I’ve been quite disorganised, and the godchildren are going to have to have New Year presents instead of Christmas ones, and I never got around to anything like sending cards, but it does not matter. The house looks pretty and smells gently of greenery, the animals are happy, the presents are wrapped, my HorseBack work is done, and I’ve even had a little ante-post wager on my dear Silviniaco Conti. I’m hopeful, as long as the ground does not get too quick. I have a fridge full of treat food, and lots of watercress for health and strength. I need the iron. My little community is filled with a generous spirit.
Yesterday, my friend the Political Operative rang up and we spent a whole hour having a joyful post-mortem on the party I went south for. (One of the Dear Readers asked what I was writing thank you letters for; it was that.) We both agreed that the greatest delight was seeing so many of the old compadres looking so happy and well. The party was given by one of our university friends, so it was filled with people we have known and loved for thirty years. All of us have had our downs and ups, our moments of glad grace and our broken hearts. We have got to the age when many of us have had lost one or both of our parents. There has been triumph, but there has been tragedy too. Life has taken us out behind the bike shed on occasion. But there was a real sense of coming through at that fond gathering, as if, despite being a bit bashed round the edges, we were still holding our heads high. We were buggering on.
‘And,’ said the Political Operative, laughing, ‘as long as you and I can still dance together, everything will be all right.’ I smiled into the telephone. ‘I can still throw some shapes, baby,’ I said, in my most ironical voice.
He and I first danced together in a garden in Chelsea in the 1980s. And here we are, looking sternly at fifty, dancing still. There is something streamingly lovely in that.
I wrote a post last week for HorseBack about how, for some people, this is not a season of jingle bells and joy, but a time of sorrow and loneliness.
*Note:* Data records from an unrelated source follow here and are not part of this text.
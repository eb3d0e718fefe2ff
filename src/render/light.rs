//! Bevel lighting per tile edge.
//!
//! Each edge of the inset polygon gets a [`SpecVec`]: its start vertex, the
//! unit normal `(−dy, dx)/r` and the normal's dot product with the light
//! vector. A pixel's contribution sums `light · falloff(dist)` over all edges,
//! where `falloff` is 1 within one pixel of the edge line, ramps linearly to 0
//! at `tile_height` and vanishes beyond. The sum is divided by
//! [`BEVEL_DIVISOR`] regardless of the edge count.
use crate::error::MosaicError;
use crate::polygon::Polygon;
use nalgebra::{Point2, Vector2};
use rand::Rng;
use serde::{Deserialize, Serialize};

/// Fixed normaliser applied to the summed edge contributions.
pub const BEVEL_DIVISOR: f64 = 4.0;

#[derive(Clone, Copy, Debug, Default, PartialEq, Eq, Serialize, Deserialize)]
#[serde(rename_all = "snake_case")]
pub enum SurfaceKind {
    #[default]
    Smooth = 0,
    /// Edge distances are randomly shortened per pixel
    Rough = 1,
}

impl TryFrom<i32> for SurfaceKind {
    type Error = MosaicError;

    fn try_from(code: i32) -> Result<Self, Self::Error> {
        match code {
            0 => Ok(SurfaceKind::Smooth),
            1 => Ok(SurfaceKind::Rough),
            other => Err(MosaicError::config(
                "surface",
                format!("unknown surface code {other} (expected 0 or 1)"),
            )),
        }
    }
}

/// Light vector for an angle in degrees: `(−cos θ, sin θ)`.
pub fn light_vector(light_dir_deg: f64) -> Vector2<f64> {
    let t = light_dir_deg.to_radians();
    Vector2::new(-t.cos(), t.sin())
}

#[derive(Clone, Copy, Debug, PartialEq)]
pub struct SpecVec {
    pub base: Point2<f64>,
    pub norm: Vector2<f64>,
    pub light: f64,
}

impl SpecVec {
    /// Edge `start → end` with integer endpoints. A zero-length edge has a
    /// zero normal and contributes no light.
    pub fn from_edge(start: (i32, i32), end: (i32, i32), light: &Vector2<f64>) -> Self {
        let d = Vector2::new((end.0 - start.0) as f64, (end.1 - start.1) as f64);
        let r = d.norm();
        let norm = if r > 0.0 {
            Vector2::new(-d.y / r, d.x / r)
        } else {
            Vector2::zeros()
        };
        Self {
            base: Point2::new(start.0 as f64, start.1 as f64),
            norm,
            light: norm.dot(light),
        }
    }

    /// Unsigned distance from `p` to the edge's supporting line.
    #[inline]
    pub fn distance(&self, p: &Point2<f64>) -> f64 {
        (p - self.base).dot(&self.norm).abs()
    }
}

/// Spec vectors for every edge of `poly`, closing edge first. Vertices are
/// truncated to whole pixels.
pub fn spec_vectors(poly: &Polygon, light: &Vector2<f64>) -> Vec<SpecVec> {
    let snap = |p: Point2<f64>| (p.x as i32, p.y as i32);
    poly.edges()
        .map(|(a, b)| SpecVec::from_edge(snap(a), snap(b), light))
        .collect()
}

/// Bevel shading parameters shared by every tile of a run.
#[derive(Clone, Copy, Debug, PartialEq)]
pub struct Bevel {
    pub tile_height: f64,
    pub surface: SurfaceKind,
}

impl Bevel {
    /// Summed edge contribution at `p`, in roughly `[-1, 1]`.
    pub fn contribution<R: Rng>(&self, vecs: &[SpecVec], p: Point2<f64>, rng: &mut R) -> f64 {
        let mut contrib = 0.0;
        for v in vecs {
            let mut dist = v.distance(&p);
            if self.surface == SurfaceKind::Rough {
                dist -= dist * rng.random::<f64>();
            }
            if dist < 1.0 {
                contrib += v.light;
            } else if dist <= self.tile_height {
                contrib += v.light * (1.0 - dist / self.tile_height);
            }
        }
        contrib / BEVEL_DIVISOR
    }
}

#[cfg(test)]
mod tests {
    use super::*;
    use rand::rngs::StdRng;
    use rand::SeedableRng;

    fn square() -> Polygon {
        Polygon::from_points(&[
            Point2::new(0.0, 0.0),
            Point2::new(10.0, 0.0),
            Point2::new(10.0, 10.0),
            Point2::new(0.0, 10.0),
        ])
        .expect("four points fit")
    }

    #[test]
    fn zero_length_edge_has_no_light() {
        let v = SpecVec::from_edge((3, 3), (3, 3), &light_vector(135.0));
        assert_eq!(v.norm, Vector2::zeros());
        assert_eq!(v.light, 0.0);
    }

    #[test]
    fn normals_are_unit_and_truncated() {
        let poly = Polygon::from_points(&[
            Point2::new(0.9, 0.2),
            Point2::new(10.7, 0.9),
            Point2::new(10.2, 10.5),
        ])
        .expect("three points fit");
        let vecs = spec_vectors(&poly, &light_vector(90.0));
        assert_eq!(vecs.len(), 3);
        assert_eq!(vecs[0].base, Point2::new(10.0, 10.0));
        assert_eq!(vecs[1].base, Point2::new(0.0, 0.0));
        for v in &vecs {
            assert!((v.norm.norm() - 1.0).abs() < 1e-12);
        }
    }

    #[test]
    fn interior_far_from_edges_is_unlit() {
        let vecs = spec_vectors(&square(), &light_vector(135.0));
        let bevel = Bevel {
            tile_height: 2.0,
            surface: SurfaceKind::Smooth,
        };
        let mut rng = StdRng::seed_from_u64(0);
        assert_eq!(bevel.contribution(&vecs, Point2::new(5.0, 5.0), &mut rng), 0.0);
    }

    #[test]
    fn opposite_edges_light_with_opposite_signs() {
        let vecs = spec_vectors(&square(), &light_vector(0.0));
        let bevel = Bevel {
            tile_height: 3.0,
            surface: SurfaceKind::Smooth,
        };
        let mut rng = StdRng::seed_from_u64(0);
        let left = bevel.contribution(&vecs, Point2::new(0.5, 5.0), &mut rng);
        let right = bevel.contribution(&vecs, Point2::new(9.5, 5.0), &mut rng);
        assert!((left + right).abs() < 1e-12);
        assert!((left.abs() - 0.25).abs() < 1e-12);
    }

    #[test]
    fn rough_surface_is_seeded_and_bounded() {
        let vecs = spec_vectors(&square(), &light_vector(180.0));
        let rough = Bevel {
            tile_height: 4.0,
            surface: SurfaceKind::Rough,
        };
        let p = Point2::new(2.0, 5.0);
        let a = rough.contribution(&vecs, p, &mut StdRng::seed_from_u64(11));
        let b = rough.contribution(&vecs, p, &mut StdRng::seed_from_u64(11));
        assert_eq!(a, b);
        let bound: f64 = vecs.iter().map(|v| v.light.abs()).sum::<f64>() / BEVEL_DIVISOR;
        assert!(a.abs() <= bound + 1e-12);
    }
}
When it seems that the whole world is celebrating and shopping and cooking and decking the halls, a heavy heart can be a devastating and isolating thing. It can be a time when memories are not ones of friendship and love, but of pain and loss.
I am keenly aware of how lucky I am, in this beautiful, peaceful place, to have so many loves. I count that blessing every single day, but perhaps today most of all.
I hope, my dear Dear Readers, that you have love. It’s the only damn thing that counts.
And trees, too, of course. Love and trees.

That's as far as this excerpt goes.